To stand in for active management, Nelson hauls in Warren Buffett, specifically his Berkshire Hathaway Class B shares (NYSE:BRK.B).
As a proxy for tactical management, Nelson brings in Jeremy Grantham’s GMO Global Asset Allocation Fund III (GMWAX).
Representing an indexing approach is the Vanguard Balanced Index Admiral Shares (VBIAX), the 60-40 U.S. stock-bond portfolio that John Bogle recommends for his own family.
And for the asset-class approach, Nelson used a globally diversified 60-40 stock-bond portfolio made up of seven DFA funds (DFUSX; DFLVX; DFSVX; DFIVX; DISVX; DFEVX; DFGBX), whose stocks tilt toward small value and whose bonds are short-term, high-quality and global.
Over 10 years through February 2014, Buffett’s returns were lowest (6.3%) and BRK.B’s performance in the market mayhem of 2008 was the worst of the four approaches (-31.8%).

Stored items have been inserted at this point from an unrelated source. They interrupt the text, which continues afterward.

// Holler — Request store
//
// Authoritative, concurrency-safe state for all requests. One mutex guards
// the whole map; every operation holds it for its full duration and does no
// I/O inside the critical section. The map is bounded by the pending cap
// plus whatever answered requests the retention window has not yet evicted.

use std::collections::HashMap;
use std::sync::{Mutex, MutexGuard, PoisonError};

use chrono::{Duration, Utc};
use uuid::Uuid;

use super::models::{
    clip, clip_opt, is_valid_id, NewRequest, Request, RequestStatus, RequestType, ID_LEN,
};
use super::{
    StoreError, ANSWERED_TTL_SECS, MAX_AGENT_LEN, MAX_ANSWER_LEN, MAX_COMMAND_LEN,
    MAX_CONTEXT_LEN, MAX_PENDING_REQUESTS, MAX_QUESTION_LEN, MAX_TASK_LEN,
};

/// In-memory store for agent requests. Cheap to construct; tests build an
/// isolated instance per case, the broker shares one behind an `Arc`.
pub struct RequestStore {
    requests: Mutex<HashMap<String, Request>>,
}

impl RequestStore {
    pub fn new() -> Self {
        Self {
            requests: Mutex::new(HashMap::new()),
        }
    }

    /// Create a new pending request.
    ///
    /// Runs the eviction sweep, then checks admission: when the pending
    /// count is already at `MAX_PENDING_REQUESTS` the request is refused
    /// with `StoreError::PendingCapacity` so the caller sees backpressure
    /// instead of unbounded growth. Text fields are truncated to their
    /// caps, never rejected for length.
    pub fn create(&self, new: NewRequest) -> Result<Request, StoreError> {
        if new.request_type == RequestType::Permission && new.command.is_none() {
            return Err(StoreError::MissingCommand);
        }

        let mut requests = self.lock();
        evict_stale(&mut requests);

        let pending = requests
            .values()
            .filter(|r| r.status == RequestStatus::Pending)
            .count();
        if pending >= MAX_PENDING_REQUESTS {
            return Err(StoreError::PendingCapacity);
        }

        let id = fresh_id(&requests);
        let request = Request {
            id: id.clone(),
            question: clip(new.question, MAX_QUESTION_LEN),
            context: clip_opt(new.context, MAX_CONTEXT_LEN),
            agent: clip_opt(new.agent, MAX_AGENT_LEN),
            task: clip_opt(new.task, MAX_TASK_LEN),
            request_type: new.request_type,
            // A command only means something on a permission request.
            command: match new.request_type {
                RequestType::Permission => clip_opt(new.command, MAX_COMMAND_LEN),
                RequestType::Question => None,
            },
            status: RequestStatus::Pending,
            answer: None,
            created_at: Utc::now(),
            answered_at: None,
        };
        requests.insert(id, request.clone());
        Ok(request)
    }

    /// Look up a request by id. Ids that do not match the server-generated
    /// shape are rejected before the lookup, so hostile strings (paths,
    /// shell metacharacters) never reach any other part of the system.
    pub fn get(&self, id: &str) -> Option<Request> {
        if !is_valid_id(id) {
            return None;
        }
        self.lock().get(id).cloned()
    }

    /// Snapshot of every request currently pending.
    pub fn pending(&self) -> Vec<Request> {
        self.lock()
            .values()
            .filter(|r| r.status == RequestStatus::Pending)
            .cloned()
            .collect()
    }

    /// Record the human's answer. Returns false for malformed ids, unknown
    /// ids, and requests that are already answered: the first answer wins
    /// and is never overwritten.
    pub fn answer(&self, id: &str, text: &str) -> bool {
        if !is_valid_id(id) {
            return false;
        }
        let mut requests = self.lock();
        let Some(request) = requests.get_mut(id) else {
            return false;
        };
        if request.status != RequestStatus::Pending {
            return false;
        }
        request.status = RequestStatus::Answered;
        request.answer = Some(clip(text.to_string(), MAX_ANSWER_LEN));
        request.answered_at = Some(Utc::now());
        true
    }

    /// True iff at least one request is pending. The watchdog polls this.
    pub fn has_pending(&self) -> bool {
        self.lock()
            .values()
            .any(|r| r.status == RequestStatus::Pending)
    }

    fn lock(&self) -> MutexGuard<'_, HashMap<String, Request>> {
        // A poisoned lock only means another thread panicked mid-operation;
        // the map itself is still usable.
        self.requests.lock().unwrap_or_else(PoisonError::into_inner)
    }
}

impl Default for RequestStore {
    fn default() -> Self {
        Self::new()
    }
}

/// Drop answered requests older than the retention window. Pending requests
/// are never evicted: an abandoned caller keeps its slot until a human
/// answers, which is a known, bounded leak (at most the pending cap).
fn evict_stale(requests: &mut HashMap<String, Request>) {
    let cutoff = Utc::now() - Duration::seconds(ANSWERED_TTL_SECS);
    requests.retain(|_, r| match (r.status, r.answered_at) {
        (RequestStatus::Answered, Some(at)) => at > cutoff,
        _ => true,
    });
}

/// Generate an id no existing request holds: the first 12 hex chars of a
/// UUIDv4, regenerated on the (vanishingly rare) collision.
fn fresh_id(requests: &HashMap<String, Request>) -> String {
    loop {
        let mut id = Uuid::new_v4().simple().to_string();
        id.truncate(ID_LEN);
        if !requests.contains_key(&id) {
            return id;
        }
    }
}

// ─── Tests ───────────────────────────────────────────────────────────────────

(Notably, in his annual letter to shareholders released Saturday the Sage of Omaha recommended his heirs invest in a Vanguard index fund.)
Meanwhile, Nelson notes that in a 10-year period witnessing two bull markets and the worst bear market since the Depression — in other words, an ostensibly “fruitful environment for tactical management” — Grantham’s GMO fund took risks and produced returns (7%) that merely matched the index fund (6.9%); their 2008 results were similar, losing 19.4% and 22.1% respectively.
The DFA portfolio, on the other hand, bested the bunch, with 7.8% returns — nearly a percentage point above GMO and Vanguard and 1.5 points above Buffett, with similar 2008 losses to the index fund (22.9%).
Nelson notes that this superior performance came during a decade not particularly favorable for asset class investing since global diversification offered little benefit and was a drag on performance in 2008, and because short-term quality bonds underperformed in a falling-rate environment.
“And that is probably the greatest testament to an asset class approach — it still ‘worked’ despite the fact that not all of its central tenets were ‘working,’” Nelson writes.
The asset class investing proponent concludes that “what has worked in investing is what works in investing.”
Asked by ThinkAdvisor if asset-class investing’s superior approach in a less favorable environment implies a likelihood of an even better results in the next 10 years (when, through mean reversion, a more favorable environment is likely), Nelson quipped:
“There might be something that’s gonna work better, but you’re not gonna be able to find it in advance.”